Taking the time to encourage those residents looking to move to embrace mutual exchange can be of great benefit to housing providers. The Green Paper in 2018 estimated that £200 million in empty properties are saved by swapping. Residents can be an asset to these homes and help housing providers avoid costly voids. The descriptions they give for their current home on HomeSwapper are often far better equipped in telling potential exchangers what it is about a neighbourhood that’s worth loving and making a new home from. This is compared to housing associations or local authorities listing homes without having had a lived experience of them.

Tackling Stigma

Research from Shelter found that over 60% of those in private rentals feel that they would be perceived “in a more negative light if they lived in social housing.” For those on low and moderate incomes, these perceptions need to be tackled with more housing options being developed across the UK into social rents, affordable rents, housing association homes and shared ownership.

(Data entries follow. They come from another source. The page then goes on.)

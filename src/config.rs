//! Configuration for echonote.
//!
//! Configuration sources (highest priority first):
//! 1. Environment variables (WATCH_FOLDER, OBSIDIAN_VAULT_PATH, OLLAMA_*, ...)
//! 2. Config file (.echonote/config.yaml, searched upward from the cwd)
//! 3. Defaults (~/.echonote for engine state)
//!
//! Paths in the config file are resolved relative to the config file's
//! parent directory.

use std::path::{Path, PathBuf};
use std::sync::OnceLock;
use std::time::Duration;

use anyhow::{Context, Result};
use serde::Deserialize;

use crate::core::{MergeConfig, PipelineConfig, QueueConfig};
use crate::ingest::{StabilityConfig, WatcherConfig};

/// Global cached configuration (stores Result to handle init errors)
static CONFIG: OnceLock<std::result::Result<ResolvedConfig, String>> = OnceLock::new();

/// Raw config file schema (matches YAML structure)
#[derive(Debug, Clone, Default, Deserialize)]
pub struct ConfigFile {
    #[serde(default)]
    pub paths: PathsSection,
    #[serde(default)]
    pub processing: ProcessingSection,
    #[serde(default)]
    pub ollama: OllamaSection,
}

#[derive(Debug, Clone, Default, Deserialize)]
pub struct PathsSection {
    /// Folder to watch for new audio
    pub watch_folder: Option<String>,
    /// Vault root the notes are written into
    pub vault: Option<String>,
    /// Notes subfolder inside the vault
    pub notes_folder: Option<String>,
    /// Engine state directory (database lives here)
    pub home: Option<String>,
}

#[derive(Debug, Clone, Default, Deserialize)]
pub struct ProcessingSection {
    pub max_concurrent: Option<usize>,
    pub queue_capacity: Option<usize>,
    pub max_retries: Option<u32>,
    pub retention_days: Option<i64>,
    pub required_stable_polls: Option<u32>,
    pub stuck_timeout_secs: Option<u64>,
    pub chunk_threshold_secs: Option<f64>,
    pub chunk_duration_secs: Option<f64>,
    pub chunk_overlap_secs: Option<f64>,
    pub similarity_threshold: Option<f64>,
    pub whisper_model: Option<String>,
    pub language: Option<String>,
}

#[derive(Debug, Clone, Default, Deserialize)]
pub struct OllamaSection {
    pub api_url: Option<String>,
    pub model: Option<String>,
    pub temperature: Option<f64>,
    pub timeout_secs: Option<u64>,
}

/// Resolved configuration with absolute paths and all defaults applied
#[derive(Debug, Clone)]
pub struct ResolvedConfig {
    /// Engine state directory
    pub home: PathBuf,

    /// Folder to watch (required for watch/scan commands only)
    pub watch_folder: Option<PathBuf>,

    /// Vault root (required for processing)
    pub vault_path: Option<PathBuf>,

    pub notes_folder: String,

    pub max_concurrent: usize,
    pub queue_capacity: usize,
    pub max_retries: u32,
    pub retention_days: i64,

    pub required_stable_polls: u32,
    pub stuck_timeout: Duration,

    pub chunk_threshold: f64,
    pub chunk_duration: f64,
    pub chunk_overlap: f64,
    pub similarity_threshold: f64,

    pub whisper_model: String,
    pub language: Option<String>,

    pub ollama_api_url: String,
    pub ollama_model: Option<String>,
    pub ollama_temperature: f64,
    pub ollama_timeout: Duration,

    /// Path to config file (if found)
    pub config_file: Option<PathBuf>,
}

impl ResolvedConfig {
    /// Path of the SQLite state database
    pub fn state_db_path(&self) -> PathBuf {
        self.home.join("state.db")
    }

    /// Quarantine folder for permanently failed files
    pub fn error_dir(&self) -> Result<PathBuf> {
        Ok(self.require_watch_folder()?.join("errors"))
    }

    pub fn require_watch_folder(&self) -> Result<&PathBuf> {
        self.watch_folder
            .as_ref()
            .context("WATCH_FOLDER is not configured")
    }

    pub fn require_vault_path(&self) -> Result<&PathBuf> {
        self.vault_path
            .as_ref()
            .context("OBSIDIAN_VAULT_PATH is not configured")
    }

    pub fn require_ollama_model(&self) -> Result<&str> {
        self.ollama_model
            .as_deref()
            .context("OLLAMA_MODEL is not configured")
    }

    pub fn watcher_config(&self) -> Result<WatcherConfig> {
        Ok(WatcherConfig {
            watch_path: self.require_watch_folder()?.clone(),
            stability: StabilityConfig {
                required_stable_polls: self.required_stable_polls,
                stuck_timeout: self.stuck_timeout,
            },
            ..WatcherConfig::default()
        })
    }

    pub fn queue_config(&self) -> QueueConfig {
        QueueConfig {
            pool_size: self.max_concurrent,
            capacity: self.queue_capacity,
        }
    }

    pub fn pipeline_config(&self) -> PipelineConfig {
        PipelineConfig {
            chunk_threshold: self.chunk_threshold,
            chunk_duration: self.chunk_duration,
            chunk_overlap: self.chunk_overlap,
            max_retries: self.max_retries,
            language_hint: self.language.clone(),
            merge: MergeConfig {
                similarity_threshold: self.similarity_threshold,
            },
        }
    }
}

/// Find config file by searching current directory and parents
fn find_config_file() -> Option<PathBuf> {
    let mut current = std::env::current_dir().ok()?;

    loop {
        let config_path = current.join(".echonote").join("config.yaml");
        if config_path.exists() {
            return Some(config_path);
        }

        if !current.pop() {
            break;
        }
    }

    None
}

/// Load and parse config file
fn load_config_file(path: &Path) -> Result<ConfigFile> {
    let content = std::fs::read_to_string(path)
        .with_context(|| format!("Failed to read config file: {}", path.display()))?;

    serde_yaml::from_str(&content)
        .with_context(|| format!("Failed to parse config file: {}", path.display()))
}

/// Resolve a path that may be relative to the config file's parent
fn resolve_path(base: &Path, path_str: &str) -> PathBuf {
    let path = PathBuf::from(path_str);
    if path.is_absolute() {
        path
    } else {
        base.join(path_str)
    }
}

fn env_var(name: &str) -> Option<String> {
    std::env::var(name).ok().filter(|v| !v.is_empty())
}

fn env_parse<T: std::str::FromStr>(name: &str) -> Option<T> {
    env_var(name).and_then(|v| v.parse().ok())
}

/// Load configuration from all sources
fn load_config() -> Result<ResolvedConfig> {
    let default_home = dirs::home_dir()
        .context("Failed to determine home directory")?
        .join(".echonote");

    let config_file = find_config_file();
    let (file, base_dir) = match &config_file {
        Some(path) => {
            let base = path
                .parent() // .echonote/
                .and_then(|p| p.parent()) // project root
                .unwrap_or(Path::new("."))
                .to_path_buf();
            (load_config_file(path)?, base)
        }
        None => (ConfigFile::default(), PathBuf::from(".")),
    };

    let home = env_var("ECHONOTE_HOME")
        .map(PathBuf::from)
        .or_else(|| file.paths.home.as_deref().map(|p| resolve_path(&base_dir, p)))
        .unwrap_or(default_home);

    let watch_folder = env_var("WATCH_FOLDER")
        .map(PathBuf::from)
        .or_else(|| {
            file.paths
                .watch_folder
                .as_deref()
                .map(|p| resolve_path(&base_dir, p))
        });

    let vault_path = env_var("OBSIDIAN_VAULT_PATH")
        .map(PathBuf::from)
        .or_else(|| file.paths.vault.as_deref().map(|p| resolve_path(&base_dir, p)));

    let notes_folder = env_var("NOTES_FOLDER")
        .or(file.paths.notes_folder)
        .unwrap_or_else(|| "notes".to_string());

    let processing = file.processing;
    let ollama = file.ollama;

    Ok(ResolvedConfig {
        home,
        watch_folder,
        vault_path,
        notes_folder,
        max_concurrent: env_parse("MAX_CONCURRENT_PROCESSING")
            .or(processing.max_concurrent)
            .unwrap_or(1),
        queue_capacity: processing.queue_capacity.unwrap_or(100),
        max_retries: env_parse("MAX_RETRY_ATTEMPTS")
            .or(processing.max_retries)
            .unwrap_or(3),
        retention_days: processing.retention_days.unwrap_or(90),
        required_stable_polls: processing.required_stable_polls.unwrap_or(3),
        stuck_timeout: Duration::from_secs(processing.stuck_timeout_secs.unwrap_or(60)),
        chunk_threshold: env_parse("WHISPER_CHUNK_THRESHOLD")
            .or(processing.chunk_threshold_secs)
            .unwrap_or(240.0),
        chunk_duration: env_parse("WHISPER_CHUNK_DURATION")
            .or(processing.chunk_duration_secs)
            .unwrap_or(30.0),
        chunk_overlap: env_parse("WHISPER_CHUNK_OVERLAP")
            .or(processing.chunk_overlap_secs)
            .unwrap_or(5.0),
        similarity_threshold: processing.similarity_threshold.unwrap_or(0.6),
        whisper_model: env_var("WHISPER_MODEL_SIZE")
            .or(processing.whisper_model)
            .unwrap_or_else(|| "medium".to_string()),
        language: env_var("TRANSCRIPTION_LANGUAGE").or(processing.language),
        ollama_api_url: env_var("OLLAMA_API_URL")
            .or(ollama.api_url)
            .unwrap_or_else(|| "http://localhost:11434/api/generate".to_string()),
        ollama_model: env_var("OLLAMA_MODEL").or(ollama.model),
        ollama_temperature: env_parse("OLLAMA_TEMPERATURE")
            .or(ollama.temperature)
            .unwrap_or(0.3),
        ollama_timeout: Duration::from_secs(
            env_parse("OLLAMA_TIMEOUT")
                .or(ollama.timeout_secs)
                .unwrap_or(120),
        ),
        config_file,
    })
}

/// Get the global configuration (loads once, then cached)
pub fn config() -> Result<&'static ResolvedConfig> {
    let result = CONFIG.get_or_init(|| load_config().map_err(|e| e.to_string()));

    match result {
        Ok(config) => Ok(config),
        Err(e) => anyhow::bail!("{}", e),
    }
}

/// Force reload configuration (useful for testing)
pub fn reload_config() -> Result<ResolvedConfig> {
    load_config()
}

On the positive side, renters with a council or housing association have the right to move across the country without agency fees by swapping their homes and a robust regulatory environment which is set to strengthen in the next few years. On the other hand, these residents have less choice to vote with their feet. Tackling stigma against those in social housing is one aim of the Charter for Social Housing Residents. New customer satisfaction measures and ongoing consultation with residents are expected to be a transformative process in the coming years.

Part of the role of companies like MRI Software, aside from providing solutions that facilitate moving home as easily as possible, is to champion the residents and the positive work that housing providers do. This includes moving away from stereotypes of those in social housing as the most vulnerable in society and revealing the broad, normal and complex communities in those homes and the actions they can take to exercise control over their lives.

Informing the Sector

In the Charter for Social Housing Residents, it was announced that an “evidence collection exercise” will be undertaken imminently to ensure “that housing is allocated in the fairest way possible and achieves the best outcomes for local places and communities.” It’s going to be important over the next few years for housing providers to utilise data to understand what ‘fair’ means and what their residents want from their homes.

The data collected by HomeSwapper about the choices of properties and preferences made by residents can shed light on what the community needs from their homes and the type of developments that should be planned for the future. HomeSwapper data across 2020 showed that the COVID-19 lockdowns had changed what residents were looking for in prospective moves.

By encouraging people to take their future into their own hands, I believe that mutual exchange is a vital part of the range of choices that social housing residents have. Housing providers and services like HomeSwapper, by MRI should always be building services that enable them to live in the home that they want, in a part of the country that makes them happier or closer to their families.